Space So far we have dealt with points, lines, and planes. All of these lie
within space. Space is the collection of all points. It has no shape, and
it has no limits. Space is three-dimensional; that is, it has length,
width, and a new dimension, height. Again, height is only length in a
different direction. Height is a measurement of length perpendicular
to length and width. Imagine a box: It has length, width, and height. It
encloses space.
Figure 5.1: A box
A region in space can be either zero, one, two, or three-dimensional. A
zero-dimensional region in space is a point. Instead of calling a point a
region, because it is spanned by zero lines, it is more understandable
to call it a location. Lines and planes are also regions in space. A
three-dimensional object, like a ball of clay or a raindrop, also
occupies a region in space.
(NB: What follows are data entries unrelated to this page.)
use rand::Rng;

use crate::assets::decode::SourceImage;
use crate::effects::params::EffectParams;
use crate::encode::still::EncodedFrame;
use crate::foundation::error::{GlimmerError, GlimmerResult};
use crate::pipeline::frame::FrameCompositor;
use crate::render::surface::Surface;

/// Frames per animation. Fixed.
pub const FRAME_COUNT: usize = 5;

/// Ordered still frames ready for an [`crate::AnimationEncoder`].
#[derive(Clone, Debug, PartialEq, Eq)]
pub struct FrameSequence {
    /// Frame width in pixels.
    pub width: u32,
    /// Frame height in pixels.
    pub height: u32,
    /// Frames in display order.
    pub frames: Vec<EncodedFrame>,
}

impl FrameSequence {
    /// Number of frames.
    pub fn len(&self) -> usize {
        self.frames.len()
    }

    /// Return `true` when there are no frames.
    pub fn is_empty(&self) -> bool {
        self.frames.is_empty()
    }
}

/// Compose [`FRAME_COUNT`] independent frames of `source` on a freshly allocated surface.
///
/// Surface allocation failure is reported as [`GlimmerError::Setup`] before any frame is drawn.
pub fn assemble_frames<R: Rng + ?Sized>(
    compositor: &mut FrameCompositor,
    source: &SourceImage,
    params: &EffectParams,
    rng: &mut R,
) -> GlimmerResult<FrameSequence> {
    let mut surface = Surface::new(source.width(), source.height())?;
    assemble_on(compositor, &mut surface, source, params, rng)
}

/// Like [`assemble_frames`], reusing `surface` for every pass.
///
/// Frames are composed strictly one after another. Any failed frame fails the whole sequence.
#[tracing::instrument(
    level = "debug",
    skip_all,
    fields(width = source.width(), height = source.height())
)]
pub fn assemble_on<R: Rng + ?Sized>(
    compositor: &mut FrameCompositor,
    surface: &mut Surface,
    source: &SourceImage,
    params: &EffectParams,
    rng: &mut R,
) -> GlimmerResult<FrameSequence> {
    if (surface.width(), surface.height()) != (source.width(), source.height()) {
        return Err(GlimmerError::setup(format!(
            "surface is {}x{} but source is {}x{}",
            surface.width(),
            surface.height(),
            source.width(),
            source.height()
        )));
    }

    let mut frames = Vec::with_capacity(FRAME_COUNT);
    for idx in 0..FRAME_COUNT {
        let stats = compositor.compose(source, surface, params, rng)?;
        tracing::debug!(
            frame = idx,
            painted = stats.glitter.painted,
            sparkles = stats.sparkle.stamped,
            "composed frame"
        );
        frames.push(EncodedFrame::from_frame(&surface.to_frame())?);
    }

    Ok(FrameSequence {
        width: source.width(),
        height: source.height(),
        frames,
    })
}

#[cfg(test)]
#[path = "../../tests/unit/pipeline/assemble.rs"]
mod tests;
So does your shoe, your house, and your
finger. Each is a collection of points.
These four building blocks of geometry, points, lines, planes, and
space, form the basis for all of the geometry you will study in this
guide. It is important to understand their properties fully. Depictions
of points, lines, and planes on paper (or computer screens) often are
misleading because they appear to add dimensions to the basic
building blocks. Points appear to have dimension, lines appear to have
width, and planes appear to have thickness. It is critically important to
remember now and forever the true nature of these basic elements of
geometry, so that they don't mislead you in the future when things are
much more difficult to visualize.
Problems Problem 5.1: Can two-dimensional objects exist in three-dimensional
space?
Yes. They simply exist in the same plane within space.
Problem 5.2: What is the minimum number of lines it takes to span
space?
Three
Problem 5.3: Explain why three noncolinear points cannot form a
three-dimensional object in space?
A plane can be created to contain any three points in space, therefore,
three points isn't enough to create a three-dimensional object. It
requires four noncoplanar points to form a three-dimensional object.